Let \(A\) be an alphabet of \(r\) letters and let \(F_{A}\) be the free group of rank \(r\). An extension of subgroups \(H\leq K\leq F_{r}\) is called onto when, for every ambient basis \(A'\), the Stallings graph \(\Gamma_{A'}(K)\) is a quotient of \(\Gamma_{A'}(H)\) (see [\textit{J. R. Stallings} [Invent. Math. 71, 551--565 (1983; Zbl 0521.20013)]), and it is called free, whenever some (so, any) basis of \(H\) can be extended to a basis for \(K\). Finally, an extension is called algebraic if \(H\) is not contained in any proper free factor of \(K\).
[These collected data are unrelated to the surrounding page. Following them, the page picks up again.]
//! Colours and avatar colour extraction.

use std::collections::HashMap;
use std::fmt;
use std::str::FromStr;

use serde::{Deserialize, Deserializer, Serialize, Serializer};

use crate::RenderError;
use crate::raster::Raster;

/// Straight-alpha RGBA colour.
#[derive(Debug, Clone, Copy, PartialEq, Eq, Hash)]
pub struct Rgba {
    pub r: u8,
    pub g: u8,
    pub b: u8,
    pub a: u8,
}

impl Rgba {
    pub const WHITE: Self = Self::rgb(255, 255, 255);
    pub const BLACK: Self = Self::rgb(0, 0, 0);

    pub const fn rgb(r: u8, g: u8, b: u8) -> Self {
        Self { r, g, b, a: 255 }
    }

    #[must_use]
    pub const fn with_alpha(self, a: u8) -> Self {
        Self { a, ..self }
    }

    const fn is_whitish(self) -> bool {
        self.r > 0xBF && self.g > 0xBF && self.b > 0xBF
    }
}

impl fmt::Display for Rgba {
    fn fmt(&self, f: &mut fmt::Formatter<'_>) -> fmt::Result {
        write!(f, "#{:02x}{:02x}{:02x}", self.r, self.g, self.b)?;
        if self.a != 255 {
            write!(f, "{:02x}", self.a)?;
        }
        Ok(())
    }
}

impl FromStr for Rgba {
    type Err = RenderError;

    /// Parses `#rrggbb` or `#rrggbbaa`.
    fn from_str(s: &str) -> Result<Self, Self::Err> {
        let invalid = || RenderError::InvalidColor(s.to_string());
        let hex = s.strip_prefix('#').ok_or_else(invalid)?;
        if !(hex.len() == 6 || hex.len() == 8) || !hex.is_ascii() {
            return Err(invalid());
        }
        let channel = |i: usize| u8::from_str_radix(&hex[i..i + 2], 16).map_err(|_| invalid());
        let a = if hex.len() == 8 { channel(6)? } else { 255 };
        Ok(Self {
            r: channel(0)?,
            g: channel(2)?,
            b: channel(4)?,
            a,
        })
    }
}

impl Serialize for Rgba {
    fn serialize<S: Serializer>(&self, serializer: S) -> Result<S::Ok, S::Error> {
        serializer.collect_str(self)
    }
}

impl<'de> Deserialize<'de> for Rgba {
    fn deserialize<D: Deserializer<'de>>(deserializer: D) -> Result<Self, D::Error> {
        let s = String::deserialize(deserializer)?;
        s.parse().map_err(serde::de::Error::custom)
    }
}

/// Most frequent visible, non-white pixel colour of an avatar.
///
/// All-white or fully transparent avatars fall back to black.
pub fn main_color(image: &Raster) -> Rgba {
    let mut counts: HashMap<Rgba, usize> = HashMap::new();
    for pixel in image.pixels() {
        if pixel.a == 0 || pixel.is_whitish() {
            continue;
        }
        *counts.entry(pixel).or_default() += 1;
    }

    // Ties resolve to the smallest colour value so output is stable.
    counts
        .into_iter()
        .max_by(|(ca, na), (cb, nb)| {
            na.cmp(nb)
                .then_with(|| (cb.r, cb.g, cb.b, cb.a).cmp(&(ca.r, ca.g, ca.b, ca.a)))
        })
        .map_or(Rgba::BLACK, |(color, _)| color)
}

const PALETTE: [Rgba; 8] = [
    Rgba::rgb(0x1f, 0x77, 0xb4),
    Rgba::rgb(0xff, 0x7f, 0x0e),
    Rgba::rgb(0x2c, 0xa0, 0x2c),
    Rgba::rgb(0xd6, 0x27, 0x28),
    Rgba::rgb(0x94, 0x67, 0xbd),
    Rgba::rgb(0x8c, 0x56, 0x4b),
    Rgba::rgb(0xe3, 0x77, 0xc2),
    Rgba::rgb(0x17, 0xbe, 0xcf),
];

/// Stable colour for a participant without an avatar.
pub const fn palette_color(key: u64) -> Rgba {
    PALETTE[(key % PALETTE.len() as u64) as usize]
}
Every algebraic extensions is onto [\textit{M. Takahasi}, Osaka Math. J. 3, 221--225 (1951; Zbl 0044.01106)], but the converse implication does not hold in general, see [\textit{O. Parzanchevski} and \textit{D. Puder}, Math. Proc. Camb. Philos. Soc. 157, No. 1, 1--11 (2014; Zbl 1322.20016)] for \(r=2\) and [\textit{N. M. D. Kolodner}, J. Algebra 640, 477--490 (2024; Zbl 1529.20041)] for all \(r \geq 2\).\N\NIn the paper under review, the authors study properties of extension among free groups (as well as the fully onto variant) and investigate their corresponding closure operators.